- Task requirements -
Take the listing below and reproduce it in full. Change nothing.

- Task data -
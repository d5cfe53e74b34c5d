//! # OpenAI API client
//!
//! Thin wrapper around [async-openai] for chat completion with tool calling.
//! Provides token masking for safe logging and conversion between [`prompt`] messages and the
//! async-openai request/response types.

use async_openai::{types::CreateChatCompletionRequestArgs, Client};
use std::sync::Arc;

mod convert;

pub use async_openai::types::{ChatCompletionRequestMessage, ChatCompletionTool};
pub use convert::{from_openai_response, to_openai_message, to_openai_messages, to_openai_tool};

/// Masks an API key/token for safe logging: shows first 7 chars + "***" + last 4 chars.
/// If length <= 11, returns "***" to avoid leaking any part of the key.
pub fn mask_token(token: &str) -> String {
    let len = token.len();
    if len <= 11 || !token.is_char_boundary(7) || !token.is_char_boundary(len - 4) {
        return "***".to_string();
    }
    format!("{}***{}", &token[..7], &token[len - 4..])
}

/// OpenAI chat client. Wraps async-openai client; holds the API key only for masked logging.
#[derive(Clone)]
pub struct OpenAIClient {
    client: Arc<Client<async_openai::config::OpenAIConfig>>,
    api_key_for_logging: Option<String>,
}

impl OpenAIClient {
    /// Builds a client using the given API key and default API base URL.
    pub fn new(api_key: String) -> Self {
        let api_key_for_logging = Some(api_key.clone());
        let config = async_openai::config::OpenAIConfig::new().with_api_key(api_key);
        Self {
            client: Arc::new(Client::with_config(config)),
            api_key_for_logging,
        }
    }

    /// Builds a client with a custom base URL (e.g. for proxies or compatible endpoints).
    pub fn with_base_url(api_key: String, base_url: String) -> Self {
        let api_key_for_logging = Some(api_key.clone());
        let config = async_openai::config::OpenAIConfig::new()
            .with_api_key(api_key)
            .with_api_base(base_url);
        Self {
            client: Arc::new(Client::with_config(config)),
            api_key_for_logging,
        }
    }

    fn masked_key(&self) -> String {
        self.api_key_for_logging
            .as_deref()
            .map(mask_token)
            .unwrap_or_else(|| "***".to_string())
    }

    /// Sends one chat completion request and returns the first choice as a [`prompt::ChatMessage`].
    ///
    /// `tools` may be empty; the `tools` field is then omitted from the request (the API rejects an
    /// empty array). Returns an error if the response has no choices.
    pub async fn chat_completion(
        &self,
        model: &str,
        messages: Vec<ChatCompletionRequestMessage>,
        tools: Vec<ChatCompletionTool>,
    ) -> anyhow::Result<prompt::ChatMessage> {
        tracing::info!(
            model = %model,
            message_count = messages.len(),
            tool_count = tools.len(),
            api_key = %self.masked_key(),
            "OpenAI chat_completion request"
        );

        let mut args = CreateChatCompletionRequestArgs::default();
        args.model(model).messages(messages);
        if !tools.is_empty() {
            args.tools(tools);
        }
        let request = args.build()?;

        if let Ok(json) = serde_json::to_string(&request) {
            tracing::debug!(request_json = %json, "OpenAI chat_completion request JSON");
        }

        let response = self.client.chat().create(request).await?;

        if let Some(ref u) = response.usage {
            tracing::info!(
                prompt_tokens = u.prompt_tokens,
                completion_tokens = u.completion_tokens,
                total_tokens = u.total_tokens,
                "OpenAI chat_completion usage"
            );
        }

        match response.choices.into_iter().next() {
            Some(choice) => Ok(from_openai_response(choice.message)),
            None => anyhow::bail!("No response from OpenAI"),
        }
    }
}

- Exercise response -
repository d5cfe53e74b34c5d
//! # OpenAI API client
//!
//! Thin wrapper around [async-openai] for chat completion with tool calling.
//! Provides token masking for safe logging and conversion between [`prompt`] messages and the
//! async-openai request/response types.

use async_openai::{types::CreateChatCompletionRequestArgs, Client};
use std::sync::Arc;

mod convert;

pub use async_openai::types::{ChatCompletionRequestMessage, ChatCompletionTool};
pub use convert::{from_openai_response, to_openai_message, to_openai_messages, to_openai_tool};

/// Masks an API key/token for safe logging: shows first 7 chars + "***" + last 4 chars.
/// If length <= 11, returns "***" to avoid leaking any part of the key.
pub fn mask_token(token: &str) -> String {
    let len = token.len();
    if len <= 11 || !token.is_char_boundary(7) || !token.is_char_boundary(len - 4) {
        return "***".to_string();
    }
    format!("{}***{}", &token[..7], &token[len - 4..])
}

/// OpenAI chat client. Wraps async-openai client; holds the API key only for masked logging.
#[derive(Clone)]
pub struct OpenAIClient {
    client: Arc<Client<async_openai::config::OpenAIConfig>>,
    api_key_for_logging: Option<String>,
}

impl OpenAIClient {
    /// Builds a client using the given API key and default API base URL.
    pub fn new(api_key: String) -> Self {
        let api_key_for_logging = Some(api_key.clone());
        let config = async_openai::config::OpenAIConfig::new().with_api_key(api_key);
        Self {
            client: Arc::new(Client::with_config(config)),
            api_key_for_logging,
        }
    }

    /// Builds a client with a custom base URL (e.g. for proxies or compatible endpoints).
    pub fn with_base_url(api_key: String, base_url: String) -> Self {
        let api_key_for_logging = Some(api_key.clone());
        let config = async_openai::config::OpenAIConfig::new()
            .with_api_key(api_key)
            .with_api_base(base_url);
        Self {
            client: Arc::new(Client::with_config(config)),
            api_key_for_logging,
        }
    }

    fn masked_key(&self) -> String {
        self.api_key_for_logging
            .as_deref()
            .map(mask_token)
            .unwrap_or_else(|| "***".to_string())
    }

    /// Sends one chat completion request and returns the first choice as a [`prompt::ChatMessage`].
    ///
    /// `tools` may be empty; the `tools` field is then omitted from the request (the API rejects an
    /// empty array). Returns an error if the response has no choices.
    pub async fn chat_completion(
        &self,
        model: &str,
        messages: Vec<ChatCompletionRequestMessage>,
        tools: Vec<ChatCompletionTool>,
    ) -> anyhow::Result<prompt::ChatMessage> {
        tracing::info!(
            model = %model,
            message_count = messages.len(),
            tool_count = tools.len(),
            api_key = %self.masked_key(),
            "OpenAI chat_completion request"
        );

        let mut args = CreateChatCompletionRequestArgs::default();
        args.model(model).messages(messages);
        if !tools.is_empty() {
            args.tools(tools);
        }
        let request = args.build()?;

        if let Ok(json) = serde_json::to_string(&request) {
            tracing::debug!(request_json = %json, "OpenAI chat_completion request JSON");
        }

        let response = self.client.chat().create(request).await?;

        if let Some(ref u) = response.usage {
            tracing::info!(
                prompt_tokens = u.prompt_tokens,
                completion_tokens = u.completion_tokens,
                total_tokens = u.total_tokens,
                "OpenAI chat_completion usage"
            );
        }

        match response.choices.into_iter().next() {
            Some(choice) => Ok(from_openai_response(choice.message)),
            None => anyhow::bail!("No response from OpenAI"),
        }
    }
}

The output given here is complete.